I wrote a custom dictionary class that returns null if the key is non-existent, so that I can handle missing values from older save games. This can be done with the normal Dictionary<TKey, TValue>, but this makes the code easier on the eyes. Basically you just overwrite the indexer for the class using the syntax:
public TValue this[TKey key] {get; set;}
I then added an abstract class, Writeable, which has methods to serialize and deserialize an object into my dictionary class. It also marks each object it deserializes with a global ID, so that other objects referring to it can find it again. I then use this class to serialize everything that has anything to do with the MonoBehavior class, everything else can be handled by the build-in BinaryFormatter. It’s worth noting that I needed to implement a class to cast to and from Vector3/Quaternion/Color, since these are not serializable by default, luckily they are just a collection of floats.
Finally, I put all my dictionaries in a list and serialize it, while carefully keeping track of the order in which everything is put in the list. Done. Now my code looks like crap, but it works.
This week, wanting to mix things up, I decided to focus on some superficial random generation. Always fun! So I worked on a random name generator, that I will be using to generate company and product names for the competitors in Software Inc. and an employee generator, which basically means I colorize and combine faces/hair/jackets/pants in to one texture, so that each employee looks a little unique.
Employee generator
The employee style generator, or creepy-on-the-fly generator, is basically a quick shader I wrote for Unity (which can be downloaded here) which starts with a base color, which is the skin color, and then adds layers on top of the base color, each layer being colorized individually. Specifically, the layers I add are textures for the face, hair, jacket (or blouse or what have you) and pants, and each of them has an alpha channel, so that they don’t overwrite the previous layer. I then have a class which keeps track of all the textures for each group and assigns them randomly.
The texture class also has Gradients for the skin, hair, jacket and pants to determine which colors can be used to colorize the textures and, effectively, which colors are more likely, by how much space they take up in the gradient. Gradients in Unity are extremely cool and allow you to visually edit color gradients to use directly in your scripts, I really recommend that you try them out!
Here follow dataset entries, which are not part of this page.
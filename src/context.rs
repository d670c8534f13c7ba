//! Context assembly from ranked passages.
//!
//! Joins accepted passages into a single context string and applies the
//! minimum-word admission rule. An empty or too-thin context is reported
//! as `None`, which the pipeline surfaces as the distinct "not enough
//! information" outcome rather than an empty answer.

use crate::models::ScoredPassage;

/// Join ranked passages with a blank line between them.
///
/// Returns `None` when no passages were accepted or when the joined text
/// falls below `min_words` whitespace-separated words (see
/// `[context] min_words` in the config).
pub fn assemble(ranked: &[ScoredPassage], min_words: usize) -> Option<String> {
    if ranked.is_empty() {
        return None;
    }

    let joined = ranked
        .iter()
        .map(|sp| sp.passage.text.as_str())
        .collect::<Vec<_>>()
        .join("\n\n");

    if joined.split_whitespace().count() < min_words {
        return None;
    }

    Some(joined)
}

#[cfg(test)]
mod tests {
    use super::*;
    use crate::models::Passage;

    fn scored(text: &str) -> ScoredPassage {
        ScoredPassage {
            passage: Passage {
                document_id: "doc-1".to_string(),
                text: text.to_string(),
            },
            score: 0.9,
        }
    }

    #[test]
    fn empty_input_is_insufficient() {
        assert!(assemble(&[], 10).is_none());
    }

    #[test]
    fn thin_context_is_insufficient() {
        let ranked = vec![scored("only four words here")];
        assert!(assemble(&ranked, 10).is_none());
    }

    #[test]
    fn passages_joined_with_blank_line() {
        let ranked = vec![
            scored("The first passage has exactly six words."),
            scored("The second passage also has six words."),
        ];
        let context = assemble(&ranked, 10).unwrap();
        assert_eq!(
            context,
            "The first passage has exactly six words.\n\nThe second passage also has six words."
        );
    }

    #[test]
    fn word_floor_is_inclusive() {
        let ranked = vec![scored("one two three four five six seven eight nine ten")];
        assert!(assemble(&ranked, 10).is_some());
        assert!(assemble(&ranked, 11).is_none());
    }

    #[test]
    fn stricter_profile_rejects_what_default_accepts() {
        let ranked = vec![scored(
            "twelve words of context sit in this passage for the test here",
        )];
        assert!(assemble(&ranked, 10).is_some());
        assert!(assemble(&ranked, 20).is_none());
    }
}
//! Fuzzy string scoring on a 0–100 scale.
//!
//! Implements the token-set edit-distance ratio used by the fuzzy retrieval
//! strategy: both strings are lowercased and tokenized, and the score is the
//! best plain ratio among the sorted token intersection and the two sorted
//! full token sets. Word order and repeated words therefore do not count
//! against a match, while genuinely unrelated text scores low.

use std::collections::BTreeSet;

/// Levenshtein edit distance between two strings, by character.
pub fn levenshtein(a: &str, b: &str) -> usize {
    let a_chars: Vec<char> = a.chars().collect();
    let b_chars: Vec<char> = b.chars().collect();

    if a_chars.is_empty() {
        return b_chars.len();
    }
    if b_chars.is_empty() {
        return a_chars.len();
    }

    // Two-row DP over the edit matrix.
    let mut prev: Vec<usize> = (0..=b_chars.len()).collect();
    let mut curr = vec![0usize; b_chars.len() + 1];

    for (i, &ca) in a_chars.iter().enumerate() {
        curr[0] = i + 1;
        for (j, &cb) in b_chars.iter().enumerate() {
            let cost = if ca == cb { 0 } else { 1 };
            curr[j + 1] = (prev[j + 1] + 1).min(curr[j] + 1).min(prev[j] + cost);
        }
        std::mem::swap(&mut prev, &mut curr);
    }

    prev[b_chars.len()]
}

/// Plain similarity ratio in `[0.0, 100.0]`.
///
/// `100` means identical; two empty strings are identical by definition.
pub fn ratio(a: &str, b: &str) -> f64 {
    let longest = a.chars().count().max(b.chars().count());
    if longest == 0 {
        return 100.0;
    }
    let distance = levenshtein(a, b);
    100.0 * (1.0 - distance as f64 / longest as f64)
}

/// Token-set similarity ratio in `[0.0, 100.0]`.
///
/// Compares the sorted intersection of the two token sets against each
/// sorted full set and returns the best plain [`ratio`] among the three
/// pairings. A query whose tokens are all contained in the candidate
/// scores `100` regardless of word order or extra candidate words.
pub fn token_set_ratio(a: &str, b: &str) -> f64 {
    let tokens_a = token_set(a);
    let tokens_b = token_set(b);

    if tokens_a.is_empty() || tokens_b.is_empty() {
        return if tokens_a.is_empty() && tokens_b.is_empty() {
            100.0
        } else {
            0.0
        };
    }

    let intersection: Vec<&String> = tokens_a.intersection(&tokens_b).collect();
    let only_a: Vec<&String> = tokens_a.difference(&tokens_b).collect();
    let only_b: Vec<&String> = tokens_b.difference(&tokens_a).collect();

    let joined = |words: &[&String]| -> String {
        words
            .iter()
            .map(|s| s.as_str())
            .collect::<Vec<_>>()
            .join(" ")
    };

    let base = joined(&intersection);
    let with_a = join_nonempty(&base, &joined(&only_a));
    let with_b = join_nonempty(&base, &joined(&only_b));

    ratio(&base, &with_a)
        .max(ratio(&base, &with_b))
        .max(ratio(&with_a, &with_b))
}

/// Score `query` against every candidate and return the index and score of
/// the best one. Ties resolve to the earliest candidate.
pub fn best_match<S: AsRef<str>>(query: &str, candidates: &[S]) -> Option<(usize, f64)> {
    let mut best: Option<(usize, f64)> = None;
    for (idx, candidate) in candidates.iter().enumerate() {
        let score = token_set_ratio(query, candidate.as_ref());
        match best {
            Some((_, top)) if score <= top => {}
            _ => best = Some((idx, score)),
        }
    }
    best
}

fn token_set(text: &str) -> BTreeSet<String> {
    text.to_lowercase()
        .split_whitespace()
        .map(|t| t.to_string())
        .collect()
}

fn join_nonempty(a: &str, b: &str) -> String {
    match (a.is_empty(), b.is_empty()) {
        (true, _) => b.to_string(),
        (_, true) => a.to_string(),
        _ => format!("{} {}", a, b),
    }
}

#[cfg(test)]
mod tests {
    use super::*;

    #[test]
    fn levenshtein_basics() {
        assert_eq!(levenshtein("", ""), 0);
        assert_eq!(levenshtein("abc", ""), 3);
        assert_eq!(levenshtein("", "abc"), 3);
        assert_eq!(levenshtein("kitten", "sitting"), 3);
        assert_eq!(levenshtein("flaw", "lawn"), 2);
    }

    #[test]
    fn ratio_identical_is_100() {
        assert!((ratio("hello world", "hello world") - 100.0).abs() < 1e-9);
    }

    #[test]
    fn token_subset_scores_100() {
        let score = token_set_ratio("cat sat on mat", "The cat sat on the mat");
        assert!((score - 100.0).abs() < 1e-9, "score was {}", score);
    }

    #[test]
    fn reordered_tokens_score_100() {
        let score = token_set_ratio("mat cat on sat", "cat sat on mat");
        assert!((score - 100.0).abs() < 1e-9);
    }

    #[test]
    fn unrelated_text_scores_low() {
        let score = token_set_ratio("xyz completely unrelated", "The cat sat on the mat");
        assert!(score < 70.0, "score was {}", score);
        let score = token_set_ratio("xyz completely unrelated", "Quantum entanglement explained");
        assert!(score < 70.0, "score was {}", score);
    }

    #[test]
    fn best_match_picks_highest() {
        let candidates = [
            "The cat sat on the mat",
            "Quantum entanglement explained",
        ];
        let (idx, score) = best_match("cat sat on mat", &candidates).unwrap();
        assert_eq!(idx, 0);
        assert!(score >= 70.0);
    }

    #[test]
    fn best_match_tie_resolves_to_earlier() {
        let candidates = ["same tokens here", "same tokens here"];
        let (idx, _) = best_match("same tokens here", &candidates).unwrap();
        assert_eq!(idx, 0);
    }

    #[test]
    fn best_match_empty_candidates() {
        let candidates: [&str; 0] = [];
        assert!(best_match("anything", &candidates).is_none());
    }
}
The generator is far from finished. If I get someone competent to model the employee, I hope to use BlendShapes to morph the model between skinny/obese and woman/man. Currently, there are only male looks, not because I’m being sexist, but female hair is just harder to model and texture.
Name generator
My random name generator uses a tree like structure to generate random strings of words. A generator can be loaded from a file with a very simple structure, eg.
-start(base)
-base(base2,end,stop)
Hello
Hi
-base2(end,stop)
, you
-end(stop)
.
Will create a generator that can generate the strings:
Hello
Hi
Hello.
Hi.
Hello, you
Hi, you
Hello, you.
Hi, you.
It works by starting from the first node start (nodes are the ones with a hyphen in front of the name), it appends a random string from the list of strings below it (in this case there’s nothing to pick), it then picks a random node from the parenthesis of the current node (which can only be base in this case), and then it continues until it reaches the node stop.
I then have a generator for each type of software and for the companies. It’s a very simple algorithm, and as you can see in the picture above, the results can be pretty dumb, in a good way. The source can be downloaded here.